Picture a pirate ship, not on the high seas, but sailing through digital currents straight into Brazil’s healthcare stronghold. On December 4, 2025, the ransomware gang known as Nova surfaced with a chilling claim: they had breached the nation’s “Atenção Primária à Saúde” (Primary Health Care) system, exfiltrating a staggering 100 gigabytes of SQL database files. These files, the backbone of medical records, reportedly contain the personal and health information of millions-potentially over 50 million Brazilians.
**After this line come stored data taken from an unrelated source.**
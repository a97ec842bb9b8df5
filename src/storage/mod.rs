//! Persistent storage
//!
//! This module handles persistence of the panel settings.

pub mod settings;

use std::path::PathBuf;
use thiserror::Error;

/// Storage errors
#[derive(Debug, Error)]
pub enum StorageError {
    #[error("IO error: {0}")]
    Io(#[from] std::io::Error),
    #[error("JSON error: {0}")]
    Json(#[from] serde_json::Error),
    #[error("Could not determine the application data directory")]
    NoDataDir,
}

/// Get the application data directory
pub fn get_data_dir() -> Result<PathBuf, StorageError> {
    directories::ProjectDirs::from("com", "ModelDeck", "ModelDeck")
        .map(|dirs| dirs.data_dir().to_path_buf())
        .ok_or(StorageError::NoDataDir)
}
//! Model types
//!
//! Descriptors of the locally available models, as reported by the backend.

use serde::{Deserialize, Serialize};
use serde_json::Value;

/// Backend that serves a model (`type` on the wire)
#[derive(Debug, Clone, PartialEq, Eq, Hash, Serialize, Deserialize)]
#[serde(from = "String", into = "String")]
pub enum ModelKind {
    Ollama,
    LlamaCpp,
    Transformers,
    /// Any backend this build does not know about, kept verbatim
    Other(String),
}

impl ModelKind {
    pub fn as_str(&self) -> &str {
        match self {
            ModelKind::Ollama => "ollama",
            ModelKind::LlamaCpp => "llamacpp",
            ModelKind::Transformers => "transformers",
            ModelKind::Other(raw) => raw,
        }
    }
}

impl Default for ModelKind {
    fn default() -> Self {
        ModelKind::Other(String::new())
    }
}

impl From<&str> for ModelKind {
    fn from(raw: &str) -> Self {
        match raw {
            "ollama" => ModelKind::Ollama,
            "llamacpp" => ModelKind::LlamaCpp,
            "transformers" => ModelKind::Transformers,
            other => ModelKind::Other(other.to_string()),
        }
    }
}

impl From<String> for ModelKind {
    fn from(raw: String) -> Self {
        ModelKind::from(raw.as_str())
    }
}

impl From<ModelKind> for String {
    fn from(kind: ModelKind) -> Self {
        kind.as_str().to_string()
    }
}

/// Readiness of a model
#[derive(Debug, Clone, PartialEq, Eq, Hash, Serialize, Deserialize)]
#[serde(from = "String", into = "String")]
pub enum ModelStatus {
    Ready,
    Available,
    Loading,
    Error,
    Other(String),
}

impl ModelStatus {
    pub fn as_str(&self) -> &str {
        match self {
            ModelStatus::Ready => "ready",
            ModelStatus::Available => "available",
            ModelStatus::Loading => "loading",
            ModelStatus::Error => "error",
            ModelStatus::Other(raw) => raw,
        }
    }
}

impl Default for ModelStatus {
    fn default() -> Self {
        ModelStatus::Other(String::new())
    }
}

impl From<&str> for ModelStatus {
    fn from(raw: &str) -> Self {
        match raw {
            "ready" => ModelStatus::Ready,
            "available" => ModelStatus::Available,
            "loading" => ModelStatus::Loading,
            "error" => ModelStatus::Error,
            other => ModelStatus::Other(other.to_string()),
        }
    }
}

impl From<String> for ModelStatus {
    fn from(raw: String) -> Self {
        ModelStatus::from(raw.as_str())
    }
}

impl From<ModelStatus> for String {
    fn from(status: ModelStatus) -> Self {
        status.as_str().to_string()
    }
}

/// Intended use category of a model
#[derive(Debug, Clone, PartialEq, Eq, Hash, Serialize, Deserialize)]
#[serde(from = "String", into = "String")]
pub enum Specialization {
    Reasoning,
    Creative,
    Analysis,
    Verification,
    Other(String),
}

impl Specialization {
    pub fn as_str(&self) -> &str {
        match self {
            Specialization::Reasoning => "reasoning",
            Specialization::Creative => "creative",
            Specialization::Analysis => "analysis",
            Specialization::Verification => "verification",
            Specialization::Other(raw) => raw,
        }
    }
}

impl Default for Specialization {
    fn default() -> Self {
        Specialization::Other(String::new())
    }
}

impl From<&str> for Specialization {
    fn from(raw: &str) -> Self {
        match raw {
            "reasoning" => Specialization::Reasoning,
            "creative" => Specialization::Creative,
            "analysis" => Specialization::Analysis,
            "verification" => Specialization::Verification,
            other => Specialization::Other(other.to_string()),
        }
    }
}

impl From<String> for Specialization {
    fn from(raw: String) -> Self {
        Specialization::from(raw.as_str())
    }
}

impl From<Specialization> for String {
    fn from(specialization: Specialization) -> Self {
        specialization.as_str().to_string()
    }
}

/// A locally available model and its current readiness
#[derive(Debug, Clone, PartialEq, Serialize, Deserialize)]
pub struct ModelDescriptor {
    /// Stable identifier, used as the card key
    pub id: String,
    /// Display name
    pub name: String,
    #[serde(rename = "type", default)]
    pub kind: ModelKind,
    #[serde(default)]
    pub status: ModelStatus,
    /// Display order is the order reported by the backend
    #[serde(default)]
    pub capabilities: Vec<String>,
    /// Memory footprint in megabytes
    #[serde(rename = "memoryMB", default)]
    pub memory_mb: f64,
    #[serde(default)]
    pub specialized: Specialization,
}

impl ModelDescriptor {
    /// Normalize values the backend may report out of range.
    pub fn validate(&mut self) {
        if !self.memory_mb.is_finite() || self.memory_mb < 0.0 {
            self.memory_mb = 0.0;
        }
    }
}

/// Parse a model list payload.
///
/// Entries that do not deserialize are skipped so one bad record does not
/// hide the rest of the list.
pub fn parse_descriptors(entries: Vec<Value>) -> Vec<ModelDescriptor> {
    entries
        .into_iter()
        .enumerate()
        .filter_map(|(index, entry)| {
            match serde_json::from_value::<ModelDescriptor>(entry) {
                Ok(mut descriptor) => {
                    descriptor.validate();
                    Some(descriptor)
                }
                Err(e) => {
                    tracing::warn!("Skipping malformed model entry #{}: {}", index, e);
                    None
                }
            }
        })
        .collect()
}
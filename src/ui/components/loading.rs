use dioxus::prelude::*;

/// Spinning ring used while something is in progress
#[component]
pub fn Spinner(size: u32) -> Element {
    rsx! {
        div {
            class: "animate-spin rounded-full border-2 border-[var(--border-subtle)] border-t-[var(--accent-primary)]",
            style: "width: {size}px; height: {size}px;",
        }
    }
}

/// Circular arrows, spinning while `spinning` is set
#[component]
pub fn RefreshIcon(spinning: bool) -> Element {
    let class = if spinning { "w-4 h-4 animate-spin" } else { "w-4 h-4" };

    rsx! {
        svg {
            class: "{class}",
            view_box: "0 0 24 24",
            fill: "none",
            stroke: "currentColor",
            stroke_width: "2",
            stroke_linecap: "round",
            stroke_linejoin: "round",
            path { d: "M23 4v6h-6" }
            path { d: "M1 20v-6h6" }
            path { d: "M3.51 9a9 9 0 0 1 14.85-3.36L23 10M1 14l4.64 4.36A9 9 0 0 0 20.49 15" }
        }
    }
}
The attackers didn’t just grab a handful of documents. In their own words, they siphoned “millions of patient records” from both on-premise systems and cloud backups. Nova’s message was clear: unless the authorities make contact, they’ll begin leaking samples of the stolen data, ramping up the pressure on Brazil’s Ministry of Health.

Not the First, Nor the Last: A Pattern of Healthcare Attacks

This breach is the latest in a disturbing trend. Over the past five years, global healthcare systems have become a favorite target for cybercriminals. In 2021, Ireland’s Health Service Executive was crippled by Conti ransomware, while in 2022, Costa Rica’s social security system suffered a similar fate. These attacks exploit the criticality of health data-hospitals cannot afford downtime, and patient data is a goldmine for identity theft, blackmail, and fraud.

Brazil itself is no stranger to cyber threats. In 2021, the Ministry of Health experienced a major ransomware incident, temporarily knocking out the COVID-19 vaccination platform. The latest Nova attack, however, threatens a broader swath of the population and underscores persistent weaknesses in digital defenses.

The Anatomy of a Modern Ransomware Hit

At the core of the Nova operation lies SQL database exfiltration-a technical term for siphoning the structured data that powers websites and apps. Imagine draining a city’s water reservoir instead of just stealing a few buckets. By targeting SQL files, Nova may have obtained names, medical histories, national IDs, and contact details, leaving millions vulnerable to scams or worse.

The attackers’ demand for negotiation before releasing data is classic ransomware playbook: maximize fear, pressure, and potential pay-off. While the full extent of the breach remains unverified, cybersecurity researchers warn that even partial leaks could trigger a cascade of privacy violations, regulatory fines, and public trust erosion.

WIKICROOK

• Ransomware: Ransomware is malicious software that encrypts or locks data, demanding payment from victims to restore access to their files or systems.
• SQL Database: An SQL database is a structured collection of data, organized in tables, that allows fast searching, analysis, and secure storage of sensitive information.
• Exfiltration: Exfiltration is the unauthorized transfer of sensitive data from a victim’s network to an external system controlled by attackers.
• Cloud Backup: Cloud backup saves your data to remote servers online, protecting it from loss and enabling easy recovery if your device is lost or damaged.
• Data Leak: A data leak is the unauthorized release of confidential information, often exposing sensitive data to the public or malicious actors.